***** DATA FOR THIS EXERCISE *****

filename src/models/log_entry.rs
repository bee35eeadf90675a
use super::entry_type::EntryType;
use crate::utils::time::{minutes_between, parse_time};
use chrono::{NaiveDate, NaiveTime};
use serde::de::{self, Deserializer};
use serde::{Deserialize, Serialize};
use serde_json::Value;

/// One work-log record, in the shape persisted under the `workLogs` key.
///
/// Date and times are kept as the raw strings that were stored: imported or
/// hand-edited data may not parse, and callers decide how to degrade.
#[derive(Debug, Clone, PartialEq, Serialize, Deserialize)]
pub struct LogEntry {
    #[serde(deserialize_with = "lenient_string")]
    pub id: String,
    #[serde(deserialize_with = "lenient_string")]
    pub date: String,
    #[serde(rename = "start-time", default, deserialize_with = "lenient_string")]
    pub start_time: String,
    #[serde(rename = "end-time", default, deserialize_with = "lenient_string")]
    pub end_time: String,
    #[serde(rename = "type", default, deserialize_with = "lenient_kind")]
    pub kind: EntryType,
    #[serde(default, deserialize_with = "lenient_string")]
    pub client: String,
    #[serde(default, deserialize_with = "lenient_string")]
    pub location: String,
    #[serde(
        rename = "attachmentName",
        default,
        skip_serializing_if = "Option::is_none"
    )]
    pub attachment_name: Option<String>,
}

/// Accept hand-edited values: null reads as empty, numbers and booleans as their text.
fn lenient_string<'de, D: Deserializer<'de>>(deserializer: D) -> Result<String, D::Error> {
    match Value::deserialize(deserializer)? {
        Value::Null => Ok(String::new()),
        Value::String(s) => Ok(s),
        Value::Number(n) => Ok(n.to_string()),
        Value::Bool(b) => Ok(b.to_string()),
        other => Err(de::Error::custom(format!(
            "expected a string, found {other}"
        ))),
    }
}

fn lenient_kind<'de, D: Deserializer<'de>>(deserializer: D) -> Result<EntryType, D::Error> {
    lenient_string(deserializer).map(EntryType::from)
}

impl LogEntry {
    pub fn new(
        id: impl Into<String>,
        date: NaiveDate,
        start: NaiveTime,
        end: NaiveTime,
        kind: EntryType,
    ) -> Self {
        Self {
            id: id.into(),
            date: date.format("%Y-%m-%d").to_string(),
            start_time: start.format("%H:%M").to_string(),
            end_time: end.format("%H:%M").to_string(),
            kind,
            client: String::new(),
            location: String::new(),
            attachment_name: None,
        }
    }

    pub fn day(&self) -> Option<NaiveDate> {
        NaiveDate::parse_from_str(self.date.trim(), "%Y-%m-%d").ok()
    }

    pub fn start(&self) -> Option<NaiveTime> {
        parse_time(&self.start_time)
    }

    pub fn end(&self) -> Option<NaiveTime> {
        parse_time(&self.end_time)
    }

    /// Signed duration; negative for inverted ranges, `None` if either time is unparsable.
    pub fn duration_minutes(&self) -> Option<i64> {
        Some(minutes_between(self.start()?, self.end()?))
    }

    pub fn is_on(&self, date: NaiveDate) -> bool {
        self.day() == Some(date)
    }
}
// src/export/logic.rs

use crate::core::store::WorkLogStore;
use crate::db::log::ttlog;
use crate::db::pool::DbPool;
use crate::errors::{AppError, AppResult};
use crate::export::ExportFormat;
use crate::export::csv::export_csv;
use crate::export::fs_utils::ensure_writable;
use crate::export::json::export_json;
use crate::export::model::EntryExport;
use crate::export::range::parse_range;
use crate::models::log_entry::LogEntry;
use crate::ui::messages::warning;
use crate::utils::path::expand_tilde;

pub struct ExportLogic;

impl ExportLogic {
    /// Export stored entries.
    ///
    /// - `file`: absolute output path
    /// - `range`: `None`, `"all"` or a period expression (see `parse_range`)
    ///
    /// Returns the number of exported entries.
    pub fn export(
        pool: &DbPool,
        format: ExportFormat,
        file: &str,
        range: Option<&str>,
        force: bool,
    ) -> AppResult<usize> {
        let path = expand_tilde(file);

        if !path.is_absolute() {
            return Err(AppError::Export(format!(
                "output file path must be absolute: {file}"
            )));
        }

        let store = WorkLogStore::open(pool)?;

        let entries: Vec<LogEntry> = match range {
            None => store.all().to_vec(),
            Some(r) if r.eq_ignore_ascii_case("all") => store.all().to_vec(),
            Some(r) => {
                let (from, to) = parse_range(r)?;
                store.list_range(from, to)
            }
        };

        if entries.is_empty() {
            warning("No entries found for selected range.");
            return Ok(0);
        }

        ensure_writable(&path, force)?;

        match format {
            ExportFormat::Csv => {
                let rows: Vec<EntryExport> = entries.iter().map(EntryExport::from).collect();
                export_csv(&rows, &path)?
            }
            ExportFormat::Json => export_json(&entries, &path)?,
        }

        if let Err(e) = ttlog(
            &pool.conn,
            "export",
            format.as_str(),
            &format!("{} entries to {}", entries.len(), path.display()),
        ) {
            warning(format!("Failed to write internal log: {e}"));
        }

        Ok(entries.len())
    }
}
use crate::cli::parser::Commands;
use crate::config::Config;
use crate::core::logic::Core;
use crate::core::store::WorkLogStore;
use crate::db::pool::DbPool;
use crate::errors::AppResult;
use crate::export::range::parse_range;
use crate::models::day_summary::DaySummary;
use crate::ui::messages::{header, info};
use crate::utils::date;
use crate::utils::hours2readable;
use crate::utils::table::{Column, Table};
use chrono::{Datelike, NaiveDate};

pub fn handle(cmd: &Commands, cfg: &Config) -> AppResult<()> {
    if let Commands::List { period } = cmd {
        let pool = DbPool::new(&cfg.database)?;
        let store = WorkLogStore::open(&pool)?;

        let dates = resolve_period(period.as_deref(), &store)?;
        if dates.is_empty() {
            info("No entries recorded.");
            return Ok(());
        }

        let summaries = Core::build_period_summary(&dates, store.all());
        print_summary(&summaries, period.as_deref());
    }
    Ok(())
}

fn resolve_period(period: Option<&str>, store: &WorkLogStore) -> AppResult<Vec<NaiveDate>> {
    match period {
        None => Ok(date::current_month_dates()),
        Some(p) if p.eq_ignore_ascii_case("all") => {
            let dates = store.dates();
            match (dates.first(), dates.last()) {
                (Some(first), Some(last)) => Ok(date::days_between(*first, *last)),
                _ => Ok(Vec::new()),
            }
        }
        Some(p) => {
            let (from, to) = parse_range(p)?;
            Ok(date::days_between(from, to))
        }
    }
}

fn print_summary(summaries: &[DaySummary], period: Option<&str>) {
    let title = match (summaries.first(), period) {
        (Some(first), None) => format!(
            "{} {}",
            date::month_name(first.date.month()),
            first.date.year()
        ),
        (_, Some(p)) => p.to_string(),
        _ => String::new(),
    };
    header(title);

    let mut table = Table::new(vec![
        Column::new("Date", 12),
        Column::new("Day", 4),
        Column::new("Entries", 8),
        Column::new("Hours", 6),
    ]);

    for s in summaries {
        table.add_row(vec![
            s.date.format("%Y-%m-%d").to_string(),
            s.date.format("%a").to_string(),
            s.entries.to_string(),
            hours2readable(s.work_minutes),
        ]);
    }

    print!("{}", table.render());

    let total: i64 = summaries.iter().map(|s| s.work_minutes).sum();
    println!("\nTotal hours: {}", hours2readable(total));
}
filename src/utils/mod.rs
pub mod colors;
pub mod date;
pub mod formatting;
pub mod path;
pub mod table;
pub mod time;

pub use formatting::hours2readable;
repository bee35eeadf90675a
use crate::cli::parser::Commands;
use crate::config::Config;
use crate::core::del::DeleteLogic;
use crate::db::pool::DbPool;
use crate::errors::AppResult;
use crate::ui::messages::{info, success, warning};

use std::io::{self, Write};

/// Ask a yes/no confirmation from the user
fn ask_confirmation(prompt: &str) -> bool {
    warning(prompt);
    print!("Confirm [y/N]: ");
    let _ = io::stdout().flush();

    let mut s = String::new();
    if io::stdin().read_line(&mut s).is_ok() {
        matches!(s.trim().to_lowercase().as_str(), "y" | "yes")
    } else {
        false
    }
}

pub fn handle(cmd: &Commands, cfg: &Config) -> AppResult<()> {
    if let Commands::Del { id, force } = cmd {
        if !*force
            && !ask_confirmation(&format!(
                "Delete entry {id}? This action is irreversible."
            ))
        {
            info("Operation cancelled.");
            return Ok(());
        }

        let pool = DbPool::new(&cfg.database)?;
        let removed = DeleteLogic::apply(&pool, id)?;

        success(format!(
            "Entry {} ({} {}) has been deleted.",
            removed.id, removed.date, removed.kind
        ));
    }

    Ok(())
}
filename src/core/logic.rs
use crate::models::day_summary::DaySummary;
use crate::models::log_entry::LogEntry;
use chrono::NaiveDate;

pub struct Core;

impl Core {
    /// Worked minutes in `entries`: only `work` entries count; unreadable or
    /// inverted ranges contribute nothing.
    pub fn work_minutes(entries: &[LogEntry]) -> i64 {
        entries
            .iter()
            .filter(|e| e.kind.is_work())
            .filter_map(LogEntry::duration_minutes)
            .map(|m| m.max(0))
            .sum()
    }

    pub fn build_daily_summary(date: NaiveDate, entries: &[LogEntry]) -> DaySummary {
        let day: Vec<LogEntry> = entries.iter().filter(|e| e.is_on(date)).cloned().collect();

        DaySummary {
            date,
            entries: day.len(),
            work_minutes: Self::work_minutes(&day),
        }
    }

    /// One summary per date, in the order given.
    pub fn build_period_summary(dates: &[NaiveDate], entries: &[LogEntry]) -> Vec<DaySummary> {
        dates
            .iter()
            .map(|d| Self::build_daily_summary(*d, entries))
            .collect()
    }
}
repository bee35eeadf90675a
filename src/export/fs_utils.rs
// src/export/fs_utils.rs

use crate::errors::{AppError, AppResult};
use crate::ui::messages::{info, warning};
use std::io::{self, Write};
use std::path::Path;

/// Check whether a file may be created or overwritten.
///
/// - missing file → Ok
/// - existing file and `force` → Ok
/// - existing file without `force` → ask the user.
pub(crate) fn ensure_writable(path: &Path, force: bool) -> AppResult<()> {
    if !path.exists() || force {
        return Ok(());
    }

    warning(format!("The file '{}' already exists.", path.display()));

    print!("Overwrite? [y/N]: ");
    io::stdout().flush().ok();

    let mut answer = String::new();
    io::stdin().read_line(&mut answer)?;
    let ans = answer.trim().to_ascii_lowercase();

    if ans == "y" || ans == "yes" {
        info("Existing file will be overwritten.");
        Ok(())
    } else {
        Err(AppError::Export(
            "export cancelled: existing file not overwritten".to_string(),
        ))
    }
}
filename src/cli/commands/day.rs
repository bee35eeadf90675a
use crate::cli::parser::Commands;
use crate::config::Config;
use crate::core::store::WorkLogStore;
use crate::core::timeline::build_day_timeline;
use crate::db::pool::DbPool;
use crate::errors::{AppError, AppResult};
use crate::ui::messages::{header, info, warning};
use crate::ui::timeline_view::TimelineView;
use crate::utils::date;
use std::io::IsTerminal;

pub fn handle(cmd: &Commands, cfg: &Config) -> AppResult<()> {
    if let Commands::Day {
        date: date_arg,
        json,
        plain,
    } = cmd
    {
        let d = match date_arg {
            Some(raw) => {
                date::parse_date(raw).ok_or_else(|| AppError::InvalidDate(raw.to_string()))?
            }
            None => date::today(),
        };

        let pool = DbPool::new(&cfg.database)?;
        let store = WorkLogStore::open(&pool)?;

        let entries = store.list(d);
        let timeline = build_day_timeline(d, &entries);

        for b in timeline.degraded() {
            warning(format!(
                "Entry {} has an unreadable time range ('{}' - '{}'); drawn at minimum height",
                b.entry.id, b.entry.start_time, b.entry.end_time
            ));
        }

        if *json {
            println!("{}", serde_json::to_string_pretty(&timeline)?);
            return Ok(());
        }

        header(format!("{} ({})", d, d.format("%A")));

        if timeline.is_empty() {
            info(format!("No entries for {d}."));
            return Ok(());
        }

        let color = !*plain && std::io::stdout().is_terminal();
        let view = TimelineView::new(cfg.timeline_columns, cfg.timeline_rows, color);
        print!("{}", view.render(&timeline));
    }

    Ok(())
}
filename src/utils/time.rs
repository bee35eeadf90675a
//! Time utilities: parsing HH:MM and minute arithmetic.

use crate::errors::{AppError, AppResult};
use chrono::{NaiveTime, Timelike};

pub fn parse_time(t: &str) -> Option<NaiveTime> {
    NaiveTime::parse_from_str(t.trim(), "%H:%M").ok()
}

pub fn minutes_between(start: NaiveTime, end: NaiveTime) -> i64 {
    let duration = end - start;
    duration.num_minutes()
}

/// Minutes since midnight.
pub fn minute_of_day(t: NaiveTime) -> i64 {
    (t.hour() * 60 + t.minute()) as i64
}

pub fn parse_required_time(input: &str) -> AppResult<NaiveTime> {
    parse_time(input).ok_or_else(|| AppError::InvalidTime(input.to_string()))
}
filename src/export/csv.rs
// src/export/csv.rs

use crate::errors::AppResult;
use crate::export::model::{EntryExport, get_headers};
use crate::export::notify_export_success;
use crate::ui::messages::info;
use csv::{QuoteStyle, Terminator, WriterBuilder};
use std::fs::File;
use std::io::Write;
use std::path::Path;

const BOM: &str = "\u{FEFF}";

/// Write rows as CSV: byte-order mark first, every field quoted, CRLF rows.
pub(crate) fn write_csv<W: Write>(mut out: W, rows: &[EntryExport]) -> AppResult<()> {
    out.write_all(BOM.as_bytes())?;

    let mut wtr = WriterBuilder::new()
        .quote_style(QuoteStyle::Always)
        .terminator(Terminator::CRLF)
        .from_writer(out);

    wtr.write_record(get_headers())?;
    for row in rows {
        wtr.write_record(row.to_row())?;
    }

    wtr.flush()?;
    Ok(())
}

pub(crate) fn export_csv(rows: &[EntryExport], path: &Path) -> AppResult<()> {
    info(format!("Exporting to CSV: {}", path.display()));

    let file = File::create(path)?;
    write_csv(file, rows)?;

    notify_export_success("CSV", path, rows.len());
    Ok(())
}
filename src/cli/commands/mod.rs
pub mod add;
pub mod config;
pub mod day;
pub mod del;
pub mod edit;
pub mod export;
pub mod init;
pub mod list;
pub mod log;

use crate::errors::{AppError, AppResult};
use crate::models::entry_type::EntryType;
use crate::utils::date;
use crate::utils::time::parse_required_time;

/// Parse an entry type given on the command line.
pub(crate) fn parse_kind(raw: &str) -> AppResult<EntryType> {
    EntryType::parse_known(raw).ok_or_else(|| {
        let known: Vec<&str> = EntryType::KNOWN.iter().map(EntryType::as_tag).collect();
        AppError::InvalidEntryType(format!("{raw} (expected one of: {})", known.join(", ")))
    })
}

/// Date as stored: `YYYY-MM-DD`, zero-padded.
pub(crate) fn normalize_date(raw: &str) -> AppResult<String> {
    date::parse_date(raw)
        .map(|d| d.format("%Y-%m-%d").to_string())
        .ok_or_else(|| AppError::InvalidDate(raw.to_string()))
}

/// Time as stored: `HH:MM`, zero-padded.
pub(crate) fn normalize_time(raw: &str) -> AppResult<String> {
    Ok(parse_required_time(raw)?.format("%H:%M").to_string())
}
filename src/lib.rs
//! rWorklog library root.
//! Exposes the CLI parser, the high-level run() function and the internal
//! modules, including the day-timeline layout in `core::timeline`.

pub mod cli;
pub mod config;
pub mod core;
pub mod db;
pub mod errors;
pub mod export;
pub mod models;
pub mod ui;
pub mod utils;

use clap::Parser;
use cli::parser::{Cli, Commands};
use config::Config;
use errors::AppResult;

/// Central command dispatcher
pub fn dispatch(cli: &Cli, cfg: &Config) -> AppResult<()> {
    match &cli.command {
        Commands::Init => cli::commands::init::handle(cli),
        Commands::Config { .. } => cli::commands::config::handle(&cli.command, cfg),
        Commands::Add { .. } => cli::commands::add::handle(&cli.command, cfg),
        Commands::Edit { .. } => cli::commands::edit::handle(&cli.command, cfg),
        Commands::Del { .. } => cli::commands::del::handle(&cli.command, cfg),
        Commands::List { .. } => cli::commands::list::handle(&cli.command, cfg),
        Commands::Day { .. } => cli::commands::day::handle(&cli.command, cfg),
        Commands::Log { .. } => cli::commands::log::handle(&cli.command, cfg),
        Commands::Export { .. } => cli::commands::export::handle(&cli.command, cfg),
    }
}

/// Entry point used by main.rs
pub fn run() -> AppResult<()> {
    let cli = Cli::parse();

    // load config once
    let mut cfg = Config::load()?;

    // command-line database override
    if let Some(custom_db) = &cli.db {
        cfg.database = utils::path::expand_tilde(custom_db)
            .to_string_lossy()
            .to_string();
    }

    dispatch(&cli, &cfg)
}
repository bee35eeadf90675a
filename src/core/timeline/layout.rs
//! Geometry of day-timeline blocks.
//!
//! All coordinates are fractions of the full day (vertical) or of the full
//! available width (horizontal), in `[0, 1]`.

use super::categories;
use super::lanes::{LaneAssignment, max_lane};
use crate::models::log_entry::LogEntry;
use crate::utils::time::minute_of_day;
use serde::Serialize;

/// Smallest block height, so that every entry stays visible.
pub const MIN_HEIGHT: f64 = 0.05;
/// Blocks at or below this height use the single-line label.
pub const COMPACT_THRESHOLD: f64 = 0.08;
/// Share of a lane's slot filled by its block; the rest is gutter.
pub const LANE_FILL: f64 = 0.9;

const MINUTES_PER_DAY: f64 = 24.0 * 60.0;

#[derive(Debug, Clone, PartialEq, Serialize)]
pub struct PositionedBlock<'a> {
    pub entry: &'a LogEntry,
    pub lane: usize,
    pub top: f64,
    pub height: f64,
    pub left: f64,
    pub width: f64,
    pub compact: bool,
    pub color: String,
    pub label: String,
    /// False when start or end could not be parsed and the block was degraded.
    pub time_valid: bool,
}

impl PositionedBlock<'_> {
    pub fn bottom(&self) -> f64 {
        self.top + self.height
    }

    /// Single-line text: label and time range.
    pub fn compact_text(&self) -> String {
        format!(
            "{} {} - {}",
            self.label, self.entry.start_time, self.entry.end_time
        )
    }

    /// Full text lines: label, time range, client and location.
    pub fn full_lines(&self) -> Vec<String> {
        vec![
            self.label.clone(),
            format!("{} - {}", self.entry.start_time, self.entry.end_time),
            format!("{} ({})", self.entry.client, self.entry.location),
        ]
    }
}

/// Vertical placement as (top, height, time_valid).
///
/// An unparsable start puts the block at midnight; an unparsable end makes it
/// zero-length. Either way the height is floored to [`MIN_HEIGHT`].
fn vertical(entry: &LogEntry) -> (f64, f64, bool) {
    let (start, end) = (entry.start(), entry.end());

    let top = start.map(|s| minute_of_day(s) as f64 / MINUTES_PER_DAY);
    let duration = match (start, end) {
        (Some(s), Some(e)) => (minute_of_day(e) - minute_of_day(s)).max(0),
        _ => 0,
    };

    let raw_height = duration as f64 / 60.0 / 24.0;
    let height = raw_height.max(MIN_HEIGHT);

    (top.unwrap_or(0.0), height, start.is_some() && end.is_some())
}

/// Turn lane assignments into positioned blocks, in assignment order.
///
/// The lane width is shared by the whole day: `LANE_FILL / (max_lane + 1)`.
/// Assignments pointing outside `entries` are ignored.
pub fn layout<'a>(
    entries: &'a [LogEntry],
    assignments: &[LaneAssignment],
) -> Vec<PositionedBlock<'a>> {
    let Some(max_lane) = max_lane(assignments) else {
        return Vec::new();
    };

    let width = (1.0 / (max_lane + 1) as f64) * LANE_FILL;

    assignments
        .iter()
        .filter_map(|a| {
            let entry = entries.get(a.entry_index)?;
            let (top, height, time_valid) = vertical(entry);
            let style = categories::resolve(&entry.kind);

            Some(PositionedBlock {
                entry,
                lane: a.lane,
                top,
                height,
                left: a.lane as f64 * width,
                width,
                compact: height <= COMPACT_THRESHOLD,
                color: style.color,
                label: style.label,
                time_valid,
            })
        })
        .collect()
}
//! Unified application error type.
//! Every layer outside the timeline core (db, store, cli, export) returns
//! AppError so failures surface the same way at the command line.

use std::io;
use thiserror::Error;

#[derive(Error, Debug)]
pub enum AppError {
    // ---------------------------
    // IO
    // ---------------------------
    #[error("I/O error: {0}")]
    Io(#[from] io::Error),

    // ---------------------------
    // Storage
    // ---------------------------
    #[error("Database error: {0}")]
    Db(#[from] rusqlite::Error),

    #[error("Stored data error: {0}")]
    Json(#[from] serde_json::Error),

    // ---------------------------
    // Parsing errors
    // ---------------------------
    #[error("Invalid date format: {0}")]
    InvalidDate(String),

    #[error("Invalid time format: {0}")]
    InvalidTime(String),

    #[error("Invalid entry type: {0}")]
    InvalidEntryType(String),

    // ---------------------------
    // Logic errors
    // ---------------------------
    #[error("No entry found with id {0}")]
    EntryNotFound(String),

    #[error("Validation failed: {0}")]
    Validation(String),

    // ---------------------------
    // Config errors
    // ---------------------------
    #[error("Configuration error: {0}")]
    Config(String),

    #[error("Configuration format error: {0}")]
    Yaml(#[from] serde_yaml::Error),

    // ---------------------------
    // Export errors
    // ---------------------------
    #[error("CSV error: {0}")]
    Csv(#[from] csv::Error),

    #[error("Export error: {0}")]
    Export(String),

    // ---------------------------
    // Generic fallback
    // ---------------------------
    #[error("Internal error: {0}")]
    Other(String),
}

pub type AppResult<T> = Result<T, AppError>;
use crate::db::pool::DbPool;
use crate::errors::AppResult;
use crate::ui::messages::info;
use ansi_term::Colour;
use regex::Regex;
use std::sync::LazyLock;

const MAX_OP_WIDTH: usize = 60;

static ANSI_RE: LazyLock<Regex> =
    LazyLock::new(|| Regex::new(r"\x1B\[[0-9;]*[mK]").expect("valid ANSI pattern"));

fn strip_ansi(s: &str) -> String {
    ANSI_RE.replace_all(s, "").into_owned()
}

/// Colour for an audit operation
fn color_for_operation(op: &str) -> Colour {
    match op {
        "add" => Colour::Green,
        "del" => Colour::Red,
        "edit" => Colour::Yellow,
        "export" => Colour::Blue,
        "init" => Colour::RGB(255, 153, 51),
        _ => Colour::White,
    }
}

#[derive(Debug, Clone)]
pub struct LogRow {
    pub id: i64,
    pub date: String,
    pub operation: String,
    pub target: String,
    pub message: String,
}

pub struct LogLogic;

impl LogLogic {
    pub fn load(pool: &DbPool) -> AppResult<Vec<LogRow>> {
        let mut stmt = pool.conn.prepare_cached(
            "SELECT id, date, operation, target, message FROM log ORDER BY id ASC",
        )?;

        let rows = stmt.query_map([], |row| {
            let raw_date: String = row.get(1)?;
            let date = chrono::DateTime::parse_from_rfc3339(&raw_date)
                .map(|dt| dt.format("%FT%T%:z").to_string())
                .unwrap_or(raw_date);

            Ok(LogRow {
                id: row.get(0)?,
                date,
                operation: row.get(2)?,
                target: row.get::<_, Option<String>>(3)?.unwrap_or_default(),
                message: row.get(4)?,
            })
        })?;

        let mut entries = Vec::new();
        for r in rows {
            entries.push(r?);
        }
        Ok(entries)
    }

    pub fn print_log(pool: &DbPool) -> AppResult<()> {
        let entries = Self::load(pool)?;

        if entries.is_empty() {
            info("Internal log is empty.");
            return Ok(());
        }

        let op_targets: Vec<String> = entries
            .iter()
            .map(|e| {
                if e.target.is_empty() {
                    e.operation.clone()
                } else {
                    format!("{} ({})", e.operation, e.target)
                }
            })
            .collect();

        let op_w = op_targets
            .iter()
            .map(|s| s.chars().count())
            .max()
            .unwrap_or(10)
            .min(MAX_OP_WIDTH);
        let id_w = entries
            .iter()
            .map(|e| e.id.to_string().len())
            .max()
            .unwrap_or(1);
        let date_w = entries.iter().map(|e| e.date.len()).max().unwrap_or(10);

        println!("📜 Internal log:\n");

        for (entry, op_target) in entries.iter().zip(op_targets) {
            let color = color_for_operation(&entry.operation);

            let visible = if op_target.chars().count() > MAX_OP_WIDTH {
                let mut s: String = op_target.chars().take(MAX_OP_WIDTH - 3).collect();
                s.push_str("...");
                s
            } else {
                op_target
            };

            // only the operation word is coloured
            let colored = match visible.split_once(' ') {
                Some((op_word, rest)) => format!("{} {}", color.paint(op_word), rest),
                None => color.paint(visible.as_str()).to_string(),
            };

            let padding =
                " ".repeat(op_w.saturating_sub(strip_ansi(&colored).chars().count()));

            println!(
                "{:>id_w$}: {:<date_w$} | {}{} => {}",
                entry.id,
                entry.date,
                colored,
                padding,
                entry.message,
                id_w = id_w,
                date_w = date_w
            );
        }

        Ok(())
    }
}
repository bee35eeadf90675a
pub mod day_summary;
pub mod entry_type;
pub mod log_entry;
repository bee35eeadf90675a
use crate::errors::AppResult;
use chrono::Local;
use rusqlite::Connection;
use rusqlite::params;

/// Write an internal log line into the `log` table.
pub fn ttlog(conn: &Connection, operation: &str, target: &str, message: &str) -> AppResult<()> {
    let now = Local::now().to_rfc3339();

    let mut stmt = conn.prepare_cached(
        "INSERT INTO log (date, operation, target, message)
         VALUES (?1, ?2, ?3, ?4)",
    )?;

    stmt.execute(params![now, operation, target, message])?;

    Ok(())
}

*****

[WORK ITEM]
From the line containing "let op_w = op_targets" down to the last line, reproduce the records exactly. Include both ends.

[WRITTEN ANSWER]
        let op_w = op_targets
            .iter()
            .map(|s| s.chars().count())
            .max()
            .unwrap_or(10)
            .min(MAX_OP_WIDTH);
        let id_w = entries
            .iter()
            .map(|e| e.id.to_string().len())
            .max()
            .unwrap_or(1);
        let date_w = entries.iter().map(|e| e.date.len()).max().unwrap_or(10);

        println!("📜 Internal log:\n");

        for (entry, op_target) in entries.iter().zip(op_targets) {
            let color = color_for_operation(&entry.operation);

            let visible = if op_target.chars().count() > MAX_OP_WIDTH {
                let mut s: String = op_target.chars().take(MAX_OP_WIDTH - 3).collect();
                s.push_str("...");
                s
            } else {
                op_target
            };

            // only the operation word is coloured
            let colored = match visible.split_once(' ') {
                Some((op_word, rest)) => format!("{} {}", color.paint(op_word), rest),
                None => color.paint(visible.as_str()).to_string(),
            };

            let padding =
                " ".repeat(op_w.saturating_sub(strip_ansi(&colored).chars().count()));

            println!(
                "{:>id_w$}: {:<date_w$} | {}{} => {}",
                entry.id,
                entry.date,
                colored,
                padding,
                entry.message,
                id_w = id_w,
                date_w = date_w
            );
        }

        Ok(())
    }
}
repository bee35eeadf90675a
pub mod day_summary;
pub mod entry_type;
pub mod log_entry;
repository bee35eeadf90675a
use crate::errors::AppResult;
use chrono::Local;
use rusqlite::Connection;
use rusqlite::params;

/// Write an internal log line into the `log` table.
pub fn ttlog(conn: &Connection, operation: &str, target: &str, message: &str) -> AppResult<()> {
    let now = Local::now().to_rfc3339();

    let mut stmt = conn.prepare_cached(
        "INSERT INTO log (date, operation, target, message)
         VALUES (?1, ?2, ?3, ?4)",
    )?;

    stmt.execute(params![now, operation, target, message])?;

    Ok(())
}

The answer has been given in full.